» Action item: Would you write out the entries below, every one of them, exactly?

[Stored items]

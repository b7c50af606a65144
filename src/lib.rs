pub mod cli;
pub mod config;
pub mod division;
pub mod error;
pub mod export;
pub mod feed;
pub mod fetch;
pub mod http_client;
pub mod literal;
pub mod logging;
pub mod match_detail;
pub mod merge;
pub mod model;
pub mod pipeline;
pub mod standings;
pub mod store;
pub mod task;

» Exercise response:
repository b7c50af606a65144
filename src/lib.rs
pub mod cli;
pub mod config;
pub mod division;
pub mod error;
pub mod export;
pub mod feed;
pub mod fetch;
pub mod http_client;
pub mod literal;
pub mod logging;
pub mod match_detail;
pub mod merge;
pub mod model;
pub mod pipeline;
pub mod standings;
pub mod store;
pub mod task;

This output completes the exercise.